:: Material shown ::

//! Logging initialization
//!
//! Structured logging through `tracing-subscriber` with an `EnvFilter`
//! (`RUST_LOG`) and either human-readable or JSON output.

use std::fmt;
use std::str::FromStr;

use thiserror::Error;
use tracing_subscriber::layer::SubscriberExt;
use tracing_subscriber::util::SubscriberInitExt;
use tracing_subscriber::EnvFilter;

/// Filter used when `RUST_LOG` is unset
const DEFAULT_FILTER: &str = "info,http_provider=debug,kube=info,tower=warn,hyper=warn";

/// Errors that can occur during telemetry initialization
#[derive(Debug, Error)]
pub enum TelemetryError {
    /// Failed to initialize tracing subscriber
    #[error("failed to initialize tracing subscriber: {0}")]
    SubscriberInit(String),
}

/// Log output format
#[derive(Clone, Copy, Debug, Default, PartialEq, Eq)]
pub enum LogFormat {
    /// Human-readable lines
    #[default]
    Text,
    /// One JSON object per line
    Json,
}

impl FromStr for LogFormat {
    type Err = String;

    fn from_str(s: &str) -> Result<Self, Self::Err> {
        match s.to_ascii_lowercase().as_str() {
            "text" => Ok(Self::Text),
            "json" => Ok(Self::Json),
            other => Err(format!("unknown log format '{}' (expected text or json)", other)),
        }
    }
}

impl fmt::Display for LogFormat {
    fn fmt(&self, f: &mut fmt::Formatter<'_>) -> fmt::Result {
        match self {
            Self::Text => write!(f, "text"),
            Self::Json => write!(f, "json"),
        }
    }
}

/// Configuration for telemetry initialization
#[derive(Debug, Clone, Default)]
pub struct TelemetryConfig {
    /// Output format
    pub format: LogFormat,
}

/// Initialize the global tracing subscriber
///
/// # Example
///
/// ```ignore
/// use http_provider_common::telemetry::{init_telemetry, LogFormat, TelemetryConfig};
///
/// init_telemetry(TelemetryConfig { format: LogFormat::Json })?;
/// ```
pub fn init_telemetry(config: TelemetryConfig) -> Result<(), TelemetryError> {
    let env_filter =
        EnvFilter::try_from_default_env().unwrap_or_else(|_| EnvFilter::new(DEFAULT_FILTER));

    let registry = tracing_subscriber::registry().with(env_filter);

    let result = match config.format {
        LogFormat::Json => registry
            .with(
                tracing_subscriber::fmt::layer()
                    .json()
                    .with_current_span(true)
                    .with_span_list(false)
                    .with_target(true),
            )
            .try_init(),
        LogFormat::Text => registry
            .with(tracing_subscriber::fmt::layer().with_target(true))
            .try_init(),
    };

    result.map_err(|e| TelemetryError::SubscriberInit(e.to_string()))
}

#[cfg(test)]
mod tests {
    use super::*;

    #[test]
    fn log_format_parses_case_insensitively() {
        assert_eq!("JSON".parse::<LogFormat>(), Ok(LogFormat::Json));
        assert_eq!("text".parse::<LogFormat>(), Ok(LogFormat::Text));
        assert!("yaml".parse::<LogFormat>().is_err());
    }

    #[test]
    fn default_format_is_text() {
        assert_eq!(TelemetryConfig::default().format, LogFormat::Text);
        assert_eq!(LogFormat::default().to_string(), "text");
    }
}
//! Predicate evaluation over HTTP responses
//!
//! Custom response checks are jq-style boolean expressions evaluated against
//! a context built from the response:
//!
//! ```text
//! { "statusCode": 200, "status": 200, "headers": {...}, "body": <JSON or string> }
//! ```
//!
//! Supported: path access (`.body.items[0].id`, `."quoted key"`, `.["key"]`),
//! string/number/boolean/null literals, `==` `!=` `<` `<=` `>` `>=`, `and`,
//! `or`, `| not`, and parentheses. A path that does not exist is an error,
//! not `null`, so a check never silently passes against the wrong shape of
//! response.

mod expr;

use serde_json::{json, Value};
use thiserror::Error;

use http_provider_common::crd::HttpResponse;

/// Errors raised while parsing or evaluating a predicate
#[derive(Debug, Error, Clone, PartialEq)]
pub enum PredicateError {
    /// The expression could not be parsed
    #[error("invalid expression '{expression}': {message}")]
    Syntax {
        /// The offending expression
        expression: String,
        /// What went wrong
        message: String,
    },

    /// A referenced path does not exist in the response
    #[error("path {path} does not exist in response")]
    MissingPath {
        /// The missing path
        path: String,
    },

    /// An operator was applied to values of the wrong type
    #[error("type mismatch: {message}")]
    Type {
        /// Description of the mismatch
        message: String,
    },

    /// The expression evaluated to something other than a boolean
    #[error("expression '{expression}' returned {found}, expected a boolean")]
    NotBoolean {
        /// The expression
        expression: String,
        /// JSON type of the result
        found: String,
    },
}

/// Build the evaluation context for a response
pub fn response_context(response: &HttpResponse) -> Value {
    json!({
        "statusCode": response.status_code,
        "status": response.status_code,
        "headers": response.headers,
        "body": response.parsed_body(),
    })
}

/// A parsed boolean predicate
#[derive(Clone, Debug)]
pub struct Predicate {
    source: String,
    expr: expr::Expr,
}

impl Predicate {
    /// Parse a predicate expression
    pub fn parse(source: &str) -> Result<Self, PredicateError> {
        Ok(Self {
            source: source.to_string(),
            expr: expr::parse(source)?,
        })
    }

    /// The expression this predicate was parsed from
    pub fn source(&self) -> &str {
        &self.source
    }

    /// Evaluate against a context, requiring a boolean result
    pub fn evaluate(&self, ctx: &Value) -> Result<bool, PredicateError> {
        match expr::evaluate(&self.expr, ctx)? {
            Value::Bool(b) => Ok(b),
            other => Err(PredicateError::NotBoolean {
                expression: self.source.clone(),
                found: expr::type_name(&other).to_string(),
            }),
        }
    }

    /// Evaluate against a response
    pub fn evaluate_response(&self, response: &HttpResponse) -> Result<bool, PredicateError> {
        self.evaluate(&response_context(response))
    }
}

/// Extract the value at `path` from a context
///
/// Returns `Ok(None)` when the path does not exist and an error only when the
/// path itself is malformed.
pub fn extract_path(path: &str, ctx: &Value) -> Result<Option<Value>, PredicateError> {
    let segments = expr::parse_path(path)?;
    Ok(expr::lookup(&segments, ctx).cloned())
}

#[cfg(test)]
mod tests {
    use super::*;

    fn response(status_code: u16, body: &str) -> HttpResponse {
        HttpResponse {
            status_code,
            body: body.to_string(),
            headers: [(
                "Content-Type".to_string(),
                vec!["application/json".to_string()],
            )]
            .into_iter()
            .collect(),
        }
    }

    fn check(expression: &str, response: &HttpResponse) -> Result<bool, PredicateError> {
        Predicate::parse(expression)?.evaluate_response(response)
    }

    // =========================================================================
    // Story: job status checks
    // =========================================================================

    #[test]
    fn story_matching_job_status_is_true() {
        let result = check(
            r#".body.job_status == "success""#,
            &response(200, r#"{"job_status":"success"}"#),
        );
        assert_eq!(result, Ok(true));
    }

    #[test]
    fn story_pending_job_status_is_false() {
        let result = check(
            r#".body.job_status == "success""#,
            &response(200, r#"{"job_status":"pending"}"#),
        );
        assert_eq!(result, Ok(false));
    }

    #[test]
    fn story_missing_job_status_is_an_error() {
        let result = check(
            r#".body.job_status == "success""#,
            &response(200, r#"{"other":"x"}"#),
        );
        assert_eq!(
            result,
            Err(PredicateError::MissingPath {
                path: ".body.job_status".to_string()
            })
        );
    }

    // =========================================================================
    // Story: context shape
    // =========================================================================

    #[test]
    fn status_is_an_alias_of_status_code() {
        let resp = response(201, "{}");
        assert_eq!(check(".status == 201", &resp), Ok(true));
        assert_eq!(check(".statusCode == 201", &resp), Ok(true));
    }

    #[test]
    fn headers_are_lists() {
        let resp = response(200, "{}");
        assert_eq!(
            check(r#".headers."Content-Type"[0] == "application/json""#, &resp),
            Ok(true)
        );
    }

    #[test]
    fn non_json_body_is_a_string() {
        let resp = response(200, "ok");
        assert_eq!(check(r#".body == "ok""#, &resp), Ok(true));
    }

    // =========================================================================
    // Story: boolean combination
    // =========================================================================

    #[test]
    fn combines_with_and_or_not() {
        let resp = response(200, r#"{"ready":true,"count":3,"tags":["a","b"]}"#);
        assert_eq!(check(".body.ready and .body.count >= 3", &resp), Ok(true));
        assert_eq!(check(".body.ready and .body.count > 3", &resp), Ok(false));
        assert_eq!(check(".body.count < 1 or .body.tags[1] == \"b\"", &resp), Ok(true));
        assert_eq!(check(".body.ready | not", &resp), Ok(false));
        assert_eq!(check("(.body.count == 3 | not) or .status == 200", &resp), Ok(true));
    }

    #[test]
    fn equality_across_types_is_false() {
        let resp = response(200, r#"{"count":"3"}"#);
        assert_eq!(check(".body.count == 3", &resp), Ok(false));
        assert_eq!(check(".body.count != 3", &resp), Ok(true));
    }

    #[test]
    fn null_literal_matches_null_fields() {
        let resp = response(200, r#"{"deletedAt":null}"#);
        assert_eq!(check(".body.deletedAt == null", &resp), Ok(true));
    }

    // =========================================================================
    // Story: evaluation errors
    // =========================================================================

    #[test]
    fn ordering_mixed_types_is_an_error() {
        let resp = response(200, r#"{"count":"3"}"#);
        assert!(matches!(
            check(".body.count > 1", &resp),
            Err(PredicateError::Type { .. })
        ));
    }

    #[test]
    fn boolean_operators_require_booleans() {
        let resp = response(200, r#"{"name":"x"}"#);
        assert!(matches!(
            check(".body.name and true", &resp),
            Err(PredicateError::Type { .. })
        ));
        assert!(matches!(
            check(".body.name | not", &resp),
            Err(PredicateError::Type { .. })
        ));
    }

    #[test]
    fn non_boolean_result_is_an_error() {
        let resp = response(200, r#"{"name":"x"}"#);
        assert!(matches!(
            check(".body.name", &resp),
            Err(PredicateError::NotBoolean { .. })
        ));
    }

    #[test]
    fn indexing_a_scalar_is_a_missing_path() {
        let resp = response(200, r#"{"name":"x"}"#);
        assert!(matches!(
            check(".body.name.first == \"x\"", &resp),
            Err(PredicateError::MissingPath { .. })
        ));
    }

    #[test]
    fn malformed_expression_is_a_syntax_error() {
        assert!(matches!(
            Predicate::parse(".body.status = \"ready\""),
            Err(PredicateError::Syntax { .. })
        ));
    }

    // =========================================================================
    // Story: path extraction for secret injection
    // =========================================================================

    #[test]
    fn extract_path_returns_value_or_none() {
        let ctx = response_context(&response(200, r#"{"token":"abc","nested":{"n":1}}"#));
        assert_eq!(
            extract_path(".body.token", &ctx),
            Ok(Some(Value::String("abc".to_string())))
        );
        assert_eq!(extract_path(".body.nested", &ctx), Ok(Some(json!({"n": 1}))));
        assert_eq!(extract_path(".body.missing", &ctx), Ok(None));
        assert!(extract_path("body.token", &ctx).is_err());
    }
}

:::

> [Exercise details]: Pull every line with "HttpResponse" from the records.

> [Solution to this task]:
use http_provider_common::crd::HttpResponse;
pub fn response_context(response: &HttpResponse) -> Value {
    pub fn evaluate_response(&self, response: &HttpResponse) -> Result<bool, PredicateError> {
    fn response(status_code: u16, body: &str) -> HttpResponse {
        HttpResponse {
    fn check(expression: &str, response: &HttpResponse) -> Result<bool, PredicateError> {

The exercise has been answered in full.